▶ **YOUR ASSIGNMENT**
Find every line below where the string "info" shows up, and copy those lines.

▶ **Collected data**
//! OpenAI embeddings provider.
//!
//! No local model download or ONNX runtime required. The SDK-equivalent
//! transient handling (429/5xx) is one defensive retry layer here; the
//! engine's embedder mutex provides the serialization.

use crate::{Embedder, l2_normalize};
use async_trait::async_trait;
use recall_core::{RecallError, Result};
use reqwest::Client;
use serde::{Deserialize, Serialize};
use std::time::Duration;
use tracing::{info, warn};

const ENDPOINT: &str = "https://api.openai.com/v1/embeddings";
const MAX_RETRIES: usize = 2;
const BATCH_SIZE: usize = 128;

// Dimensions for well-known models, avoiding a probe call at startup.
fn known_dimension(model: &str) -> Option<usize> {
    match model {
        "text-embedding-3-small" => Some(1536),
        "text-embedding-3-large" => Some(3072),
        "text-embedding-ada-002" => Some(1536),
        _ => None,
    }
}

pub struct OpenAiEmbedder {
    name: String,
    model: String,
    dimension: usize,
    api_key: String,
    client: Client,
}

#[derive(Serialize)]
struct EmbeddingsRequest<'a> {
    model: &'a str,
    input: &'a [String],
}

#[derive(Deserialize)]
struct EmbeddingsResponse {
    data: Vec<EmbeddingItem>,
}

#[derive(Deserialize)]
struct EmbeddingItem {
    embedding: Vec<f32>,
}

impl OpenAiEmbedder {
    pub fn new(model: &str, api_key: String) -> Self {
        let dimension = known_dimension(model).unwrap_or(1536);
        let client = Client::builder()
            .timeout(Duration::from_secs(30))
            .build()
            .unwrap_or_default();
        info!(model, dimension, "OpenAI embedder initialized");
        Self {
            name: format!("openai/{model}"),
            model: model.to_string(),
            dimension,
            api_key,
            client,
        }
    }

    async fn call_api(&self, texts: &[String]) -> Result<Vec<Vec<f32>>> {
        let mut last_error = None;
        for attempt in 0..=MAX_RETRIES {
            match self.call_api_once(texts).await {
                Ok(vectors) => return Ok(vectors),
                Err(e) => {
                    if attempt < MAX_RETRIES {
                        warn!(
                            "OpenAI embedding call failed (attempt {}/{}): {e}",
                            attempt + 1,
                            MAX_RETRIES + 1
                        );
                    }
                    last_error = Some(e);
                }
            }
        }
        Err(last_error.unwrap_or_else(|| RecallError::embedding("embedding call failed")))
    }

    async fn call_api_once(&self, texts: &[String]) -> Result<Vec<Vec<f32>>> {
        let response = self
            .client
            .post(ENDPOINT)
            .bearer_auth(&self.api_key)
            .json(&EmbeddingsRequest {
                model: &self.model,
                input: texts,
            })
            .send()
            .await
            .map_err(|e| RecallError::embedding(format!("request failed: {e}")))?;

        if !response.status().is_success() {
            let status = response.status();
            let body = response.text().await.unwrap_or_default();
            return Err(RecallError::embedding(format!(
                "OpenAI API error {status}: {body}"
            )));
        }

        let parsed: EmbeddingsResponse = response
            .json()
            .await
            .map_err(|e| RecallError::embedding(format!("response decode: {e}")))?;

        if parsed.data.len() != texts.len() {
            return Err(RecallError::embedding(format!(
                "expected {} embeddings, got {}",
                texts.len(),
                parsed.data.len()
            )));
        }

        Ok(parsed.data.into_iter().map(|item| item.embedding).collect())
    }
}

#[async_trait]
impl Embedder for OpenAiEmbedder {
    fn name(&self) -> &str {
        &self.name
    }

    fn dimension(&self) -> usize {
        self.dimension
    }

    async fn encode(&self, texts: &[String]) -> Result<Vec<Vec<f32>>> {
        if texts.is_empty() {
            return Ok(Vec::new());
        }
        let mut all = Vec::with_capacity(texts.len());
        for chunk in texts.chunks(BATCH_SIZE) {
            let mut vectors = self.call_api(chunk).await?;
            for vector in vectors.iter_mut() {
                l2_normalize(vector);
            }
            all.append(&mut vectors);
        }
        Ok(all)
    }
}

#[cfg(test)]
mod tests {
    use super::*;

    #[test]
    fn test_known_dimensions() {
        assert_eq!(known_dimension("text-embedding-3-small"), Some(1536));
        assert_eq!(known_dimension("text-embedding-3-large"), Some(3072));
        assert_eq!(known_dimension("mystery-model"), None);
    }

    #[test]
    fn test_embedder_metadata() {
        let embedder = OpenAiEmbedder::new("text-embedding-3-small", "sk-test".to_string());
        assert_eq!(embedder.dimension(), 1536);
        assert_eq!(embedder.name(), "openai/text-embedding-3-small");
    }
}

--

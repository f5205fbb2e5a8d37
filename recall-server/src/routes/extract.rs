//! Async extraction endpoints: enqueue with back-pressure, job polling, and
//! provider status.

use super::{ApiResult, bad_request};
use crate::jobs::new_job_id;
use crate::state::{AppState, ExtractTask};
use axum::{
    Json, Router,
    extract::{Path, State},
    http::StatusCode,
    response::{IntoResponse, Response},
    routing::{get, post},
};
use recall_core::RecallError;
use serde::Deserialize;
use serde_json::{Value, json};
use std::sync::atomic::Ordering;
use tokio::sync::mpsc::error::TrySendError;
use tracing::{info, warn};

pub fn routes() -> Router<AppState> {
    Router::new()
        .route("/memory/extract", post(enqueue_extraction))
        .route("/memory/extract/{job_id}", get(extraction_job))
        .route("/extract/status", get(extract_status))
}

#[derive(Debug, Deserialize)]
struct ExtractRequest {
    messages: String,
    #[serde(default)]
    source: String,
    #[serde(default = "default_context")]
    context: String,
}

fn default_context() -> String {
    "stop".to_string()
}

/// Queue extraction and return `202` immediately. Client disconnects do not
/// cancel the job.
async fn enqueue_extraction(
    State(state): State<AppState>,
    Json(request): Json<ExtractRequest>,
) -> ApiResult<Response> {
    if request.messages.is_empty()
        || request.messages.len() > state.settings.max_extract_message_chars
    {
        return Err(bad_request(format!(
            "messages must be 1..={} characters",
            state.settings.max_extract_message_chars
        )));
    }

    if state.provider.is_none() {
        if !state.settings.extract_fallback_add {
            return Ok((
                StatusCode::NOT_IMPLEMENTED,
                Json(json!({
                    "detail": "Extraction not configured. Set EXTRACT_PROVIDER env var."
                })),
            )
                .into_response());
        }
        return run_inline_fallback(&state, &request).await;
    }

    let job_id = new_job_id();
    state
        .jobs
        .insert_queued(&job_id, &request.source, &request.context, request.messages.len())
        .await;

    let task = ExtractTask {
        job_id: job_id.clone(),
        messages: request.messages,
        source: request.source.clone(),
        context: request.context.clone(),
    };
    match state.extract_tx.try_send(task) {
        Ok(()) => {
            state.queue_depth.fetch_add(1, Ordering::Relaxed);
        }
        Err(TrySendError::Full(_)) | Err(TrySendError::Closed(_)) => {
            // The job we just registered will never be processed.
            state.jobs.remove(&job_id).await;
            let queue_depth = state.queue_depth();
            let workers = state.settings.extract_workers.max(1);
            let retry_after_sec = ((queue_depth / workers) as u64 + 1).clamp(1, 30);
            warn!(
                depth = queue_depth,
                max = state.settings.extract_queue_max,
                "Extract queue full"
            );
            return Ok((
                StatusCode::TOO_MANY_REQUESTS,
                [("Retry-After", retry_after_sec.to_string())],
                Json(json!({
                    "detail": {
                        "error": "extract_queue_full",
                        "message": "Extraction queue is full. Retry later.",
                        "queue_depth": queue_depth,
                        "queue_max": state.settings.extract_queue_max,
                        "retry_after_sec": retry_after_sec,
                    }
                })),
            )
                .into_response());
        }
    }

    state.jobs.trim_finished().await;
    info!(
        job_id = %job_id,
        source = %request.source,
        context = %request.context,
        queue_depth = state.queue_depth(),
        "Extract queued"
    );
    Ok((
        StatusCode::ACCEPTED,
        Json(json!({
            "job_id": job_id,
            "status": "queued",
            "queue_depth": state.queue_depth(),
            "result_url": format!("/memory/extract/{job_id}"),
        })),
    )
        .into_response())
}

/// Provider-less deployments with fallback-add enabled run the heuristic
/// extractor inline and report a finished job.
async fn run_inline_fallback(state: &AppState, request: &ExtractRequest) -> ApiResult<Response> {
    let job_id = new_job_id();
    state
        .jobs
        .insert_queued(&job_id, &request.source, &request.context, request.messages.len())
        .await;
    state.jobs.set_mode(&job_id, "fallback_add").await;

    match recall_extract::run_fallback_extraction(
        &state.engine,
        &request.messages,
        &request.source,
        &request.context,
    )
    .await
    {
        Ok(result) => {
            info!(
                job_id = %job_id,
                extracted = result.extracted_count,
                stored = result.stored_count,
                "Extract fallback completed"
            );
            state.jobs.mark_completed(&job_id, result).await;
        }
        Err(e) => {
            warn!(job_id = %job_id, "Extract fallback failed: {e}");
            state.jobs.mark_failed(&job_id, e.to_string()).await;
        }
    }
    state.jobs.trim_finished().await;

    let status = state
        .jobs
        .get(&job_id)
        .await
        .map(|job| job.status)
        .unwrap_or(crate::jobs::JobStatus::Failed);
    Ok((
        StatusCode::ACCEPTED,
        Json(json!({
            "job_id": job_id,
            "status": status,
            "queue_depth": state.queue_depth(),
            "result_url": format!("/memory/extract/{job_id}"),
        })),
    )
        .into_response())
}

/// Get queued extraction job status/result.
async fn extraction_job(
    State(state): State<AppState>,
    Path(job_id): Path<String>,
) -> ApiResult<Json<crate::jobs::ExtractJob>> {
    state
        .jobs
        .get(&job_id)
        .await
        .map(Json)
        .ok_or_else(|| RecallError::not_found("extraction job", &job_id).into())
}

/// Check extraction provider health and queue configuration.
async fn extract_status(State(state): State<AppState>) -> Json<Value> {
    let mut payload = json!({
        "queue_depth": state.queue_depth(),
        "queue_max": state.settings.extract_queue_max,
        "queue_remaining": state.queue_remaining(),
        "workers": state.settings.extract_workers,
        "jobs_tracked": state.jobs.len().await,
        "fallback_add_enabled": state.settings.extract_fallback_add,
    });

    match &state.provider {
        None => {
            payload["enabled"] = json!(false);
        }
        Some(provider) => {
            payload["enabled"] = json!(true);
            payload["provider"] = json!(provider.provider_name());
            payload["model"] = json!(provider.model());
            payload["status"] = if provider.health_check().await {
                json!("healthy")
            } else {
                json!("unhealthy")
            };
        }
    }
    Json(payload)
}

▶ **COMPLETED TASK**
use tracing::{info, warn};
        info!(model, dimension, "OpenAI embedder initialized");
use tracing::{info, warn};
    info!(
            info!(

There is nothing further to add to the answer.